• _EXERCISE_
Output the listing below in full, exactly as written.

• _PROVIDED DATA_
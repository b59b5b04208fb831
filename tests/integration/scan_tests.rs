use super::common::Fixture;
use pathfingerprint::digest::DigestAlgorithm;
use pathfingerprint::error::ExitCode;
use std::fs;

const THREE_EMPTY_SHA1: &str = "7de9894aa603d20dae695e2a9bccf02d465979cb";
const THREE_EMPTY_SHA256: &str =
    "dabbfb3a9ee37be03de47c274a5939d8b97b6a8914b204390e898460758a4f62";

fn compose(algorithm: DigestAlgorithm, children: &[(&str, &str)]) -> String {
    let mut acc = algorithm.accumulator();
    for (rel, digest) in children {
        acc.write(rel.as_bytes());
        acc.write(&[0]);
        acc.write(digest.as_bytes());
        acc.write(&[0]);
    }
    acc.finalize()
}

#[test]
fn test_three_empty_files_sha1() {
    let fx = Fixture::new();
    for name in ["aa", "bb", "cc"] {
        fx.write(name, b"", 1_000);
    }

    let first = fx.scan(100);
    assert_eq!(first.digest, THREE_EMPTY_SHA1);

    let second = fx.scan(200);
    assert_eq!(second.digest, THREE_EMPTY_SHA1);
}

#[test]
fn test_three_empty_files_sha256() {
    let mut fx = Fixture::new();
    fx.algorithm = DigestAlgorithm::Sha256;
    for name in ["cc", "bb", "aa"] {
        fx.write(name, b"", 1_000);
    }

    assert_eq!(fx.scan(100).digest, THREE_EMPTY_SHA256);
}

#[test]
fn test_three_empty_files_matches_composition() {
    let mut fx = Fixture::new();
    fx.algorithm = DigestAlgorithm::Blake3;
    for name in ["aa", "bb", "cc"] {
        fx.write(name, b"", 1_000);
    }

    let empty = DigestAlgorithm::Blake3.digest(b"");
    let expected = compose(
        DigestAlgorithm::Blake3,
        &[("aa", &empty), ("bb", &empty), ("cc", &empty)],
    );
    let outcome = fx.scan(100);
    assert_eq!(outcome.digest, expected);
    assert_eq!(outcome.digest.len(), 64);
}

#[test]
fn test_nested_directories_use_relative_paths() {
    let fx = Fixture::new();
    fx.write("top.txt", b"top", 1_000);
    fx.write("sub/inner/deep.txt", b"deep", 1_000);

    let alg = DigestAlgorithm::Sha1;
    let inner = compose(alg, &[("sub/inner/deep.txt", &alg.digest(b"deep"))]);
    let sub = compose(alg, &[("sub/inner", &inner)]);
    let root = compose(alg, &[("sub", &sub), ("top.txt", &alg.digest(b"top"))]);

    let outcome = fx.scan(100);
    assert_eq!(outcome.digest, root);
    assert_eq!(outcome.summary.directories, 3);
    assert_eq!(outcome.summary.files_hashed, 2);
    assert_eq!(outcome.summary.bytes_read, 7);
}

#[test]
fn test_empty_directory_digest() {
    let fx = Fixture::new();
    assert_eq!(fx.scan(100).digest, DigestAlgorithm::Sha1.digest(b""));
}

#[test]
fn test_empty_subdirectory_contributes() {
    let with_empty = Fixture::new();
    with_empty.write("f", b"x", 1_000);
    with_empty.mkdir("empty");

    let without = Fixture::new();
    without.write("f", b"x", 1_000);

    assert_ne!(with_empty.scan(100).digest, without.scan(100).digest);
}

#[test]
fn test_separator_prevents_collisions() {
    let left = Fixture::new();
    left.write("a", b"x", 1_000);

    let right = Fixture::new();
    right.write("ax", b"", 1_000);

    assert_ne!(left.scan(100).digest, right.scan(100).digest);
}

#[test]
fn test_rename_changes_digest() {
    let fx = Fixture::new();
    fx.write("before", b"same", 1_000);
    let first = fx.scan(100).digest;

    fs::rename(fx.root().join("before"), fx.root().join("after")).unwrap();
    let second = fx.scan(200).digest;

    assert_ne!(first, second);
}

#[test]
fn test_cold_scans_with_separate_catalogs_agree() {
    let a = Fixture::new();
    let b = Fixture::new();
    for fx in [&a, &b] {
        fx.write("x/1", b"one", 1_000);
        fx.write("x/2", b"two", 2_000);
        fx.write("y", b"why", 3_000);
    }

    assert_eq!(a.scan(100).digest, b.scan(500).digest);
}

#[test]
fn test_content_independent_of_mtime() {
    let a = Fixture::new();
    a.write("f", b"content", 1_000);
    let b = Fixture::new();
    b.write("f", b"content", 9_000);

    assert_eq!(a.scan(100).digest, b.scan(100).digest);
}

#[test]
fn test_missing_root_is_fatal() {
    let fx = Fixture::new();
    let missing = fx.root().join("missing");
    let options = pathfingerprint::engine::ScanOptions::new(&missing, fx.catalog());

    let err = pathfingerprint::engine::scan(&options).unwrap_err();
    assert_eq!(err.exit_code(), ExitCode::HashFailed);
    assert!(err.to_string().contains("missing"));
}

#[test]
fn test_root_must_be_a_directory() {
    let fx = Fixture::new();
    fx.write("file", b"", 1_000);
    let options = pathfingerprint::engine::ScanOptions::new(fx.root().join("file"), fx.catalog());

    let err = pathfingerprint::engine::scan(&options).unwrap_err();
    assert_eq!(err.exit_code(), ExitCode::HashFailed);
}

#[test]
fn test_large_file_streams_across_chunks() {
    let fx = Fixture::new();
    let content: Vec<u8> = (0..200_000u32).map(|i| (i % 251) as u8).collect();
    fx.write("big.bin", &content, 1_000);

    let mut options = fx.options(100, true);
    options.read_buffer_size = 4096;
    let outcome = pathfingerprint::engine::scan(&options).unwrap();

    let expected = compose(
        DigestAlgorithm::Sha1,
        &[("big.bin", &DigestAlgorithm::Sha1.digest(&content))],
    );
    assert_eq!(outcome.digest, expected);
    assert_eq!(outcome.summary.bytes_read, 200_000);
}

• _SOLUTION TO THE PROBLEM_
repository b59b5b04208fb831
filename tests/integration/scan_tests.rs
use super::common::Fixture;
use pathfingerprint::digest::DigestAlgorithm;
use pathfingerprint::error::ExitCode;
use std::fs;

const THREE_EMPTY_SHA1: &str = "7de9894aa603d20dae695e2a9bccf02d465979cb";
const THREE_EMPTY_SHA256: &str =
    "dabbfb3a9ee37be03de47c274a5939d8b97b6a8914b204390e898460758a4f62";

fn compose(algorithm: DigestAlgorithm, children: &[(&str, &str)]) -> String {
    let mut acc = algorithm.accumulator();
    for (rel, digest) in children {
        acc.write(rel.as_bytes());
        acc.write(&[0]);
        acc.write(digest.as_bytes());
        acc.write(&[0]);
    }
    acc.finalize()
}

#[test]
fn test_three_empty_files_sha1() {
    let fx = Fixture::new();
    for name in ["aa", "bb", "cc"] {
        fx.write(name, b"", 1_000);
    }

    let first = fx.scan(100);
    assert_eq!(first.digest, THREE_EMPTY_SHA1);

    let second = fx.scan(200);
    assert_eq!(second.digest, THREE_EMPTY_SHA1);
}

#[test]
fn test_three_empty_files_sha256() {
    let mut fx = Fixture::new();
    fx.algorithm = DigestAlgorithm::Sha256;
    for name in ["cc", "bb", "aa"] {
        fx.write(name, b"", 1_000);
    }

    assert_eq!(fx.scan(100).digest, THREE_EMPTY_SHA256);
}

#[test]
fn test_three_empty_files_matches_composition() {
    let mut fx = Fixture::new();
    fx.algorithm = DigestAlgorithm::Blake3;
    for name in ["aa", "bb", "cc"] {
        fx.write(name, b"", 1_000);
    }

    let empty = DigestAlgorithm::Blake3.digest(b"");
    let expected = compose(
        DigestAlgorithm::Blake3,
        &[("aa", &empty), ("bb", &empty), ("cc", &empty)],
    );
    let outcome = fx.scan(100);
    assert_eq!(outcome.digest, expected);
    assert_eq!(outcome.digest.len(), 64);
}

#[test]
fn test_nested_directories_use_relative_paths() {
    let fx = Fixture::new();
    fx.write("top.txt", b"top", 1_000);
    fx.write("sub/inner/deep.txt", b"deep", 1_000);

    let alg = DigestAlgorithm::Sha1;
    let inner = compose(alg, &[("sub/inner/deep.txt", &alg.digest(b"deep"))]);
    let sub = compose(alg, &[("sub/inner", &inner)]);
    let root = compose(alg, &[("sub", &sub), ("top.txt", &alg.digest(b"top"))]);

    let outcome = fx.scan(100);
    assert_eq!(outcome.digest, root);
    assert_eq!(outcome.summary.directories, 3);
    assert_eq!(outcome.summary.files_hashed, 2);
    assert_eq!(outcome.summary.bytes_read, 7);
}

#[test]
fn test_empty_directory_digest() {
    let fx = Fixture::new();
    assert_eq!(fx.scan(100).digest, DigestAlgorithm::Sha1.digest(b""));
}

#[test]
fn test_empty_subdirectory_contributes() {
    let with_empty = Fixture::new();
    with_empty.write("f", b"x", 1_000);
    with_empty.mkdir("empty");

    let without = Fixture::new();
    without.write("f", b"x", 1_000);

    assert_ne!(with_empty.scan(100).digest, without.scan(100).digest);
}

#[test]
fn test_separator_prevents_collisions() {
    let left = Fixture::new();
    left.write("a", b"x", 1_000);

    let right = Fixture::new();
    right.write("ax", b"", 1_000);

    assert_ne!(left.scan(100).digest, right.scan(100).digest);
}

#[test]
fn test_rename_changes_digest() {
    let fx = Fixture::new();
    fx.write("before", b"same", 1_000);
    let first = fx.scan(100).digest;

    fs::rename(fx.root().join("before"), fx.root().join("after")).unwrap();
    let second = fx.scan(200).digest;

    assert_ne!(first, second);
}

#[test]
fn test_cold_scans_with_separate_catalogs_agree() {
    let a = Fixture::new();
    let b = Fixture::new();
    for fx in [&a, &b] {
        fx.write("x/1", b"one", 1_000);
        fx.write("x/2", b"two", 2_000);
        fx.write("y", b"why", 3_000);
    }

    assert_eq!(a.scan(100).digest, b.scan(500).digest);
}

#[test]
fn test_content_independent_of_mtime() {
    let a = Fixture::new();
    a.write("f", b"content", 1_000);
    let b = Fixture::new();
    b.write("f", b"content", 9_000);

    assert_eq!(a.scan(100).digest, b.scan(100).digest);
}

#[test]
fn test_missing_root_is_fatal() {
    let fx = Fixture::new();
    let missing = fx.root().join("missing");
    let options = pathfingerprint::engine::ScanOptions::new(&missing, fx.catalog());

    let err = pathfingerprint::engine::scan(&options).unwrap_err();
    assert_eq!(err.exit_code(), ExitCode::HashFailed);
    assert!(err.to_string().contains("missing"));
}

#[test]
fn test_root_must_be_a_directory() {
    let fx = Fixture::new();
    fx.write("file", b"", 1_000);
    let options = pathfingerprint::engine::ScanOptions::new(fx.root().join("file"), fx.catalog());

    let err = pathfingerprint::engine::scan(&options).unwrap_err();
    assert_eq!(err.exit_code(), ExitCode::HashFailed);
}

#[test]
fn test_large_file_streams_across_chunks() {
    let fx = Fixture::new();
    let content: Vec<u8> = (0..200_000u32).map(|i| (i % 251) as u8).collect();
    fx.write("big.bin", &content, 1_000);

    let mut options = fx.options(100, true);
    options.read_buffer_size = 4096;
    let outcome = pathfingerprint::engine::scan(&options).unwrap();

    let expected = compose(
        DigestAlgorithm::Sha1,
        &[("big.bin", &DigestAlgorithm::Sha1.digest(&content))],
    );
    assert_eq!(outcome.digest, expected);
    assert_eq!(outcome.summary.bytes_read, 200_000);
}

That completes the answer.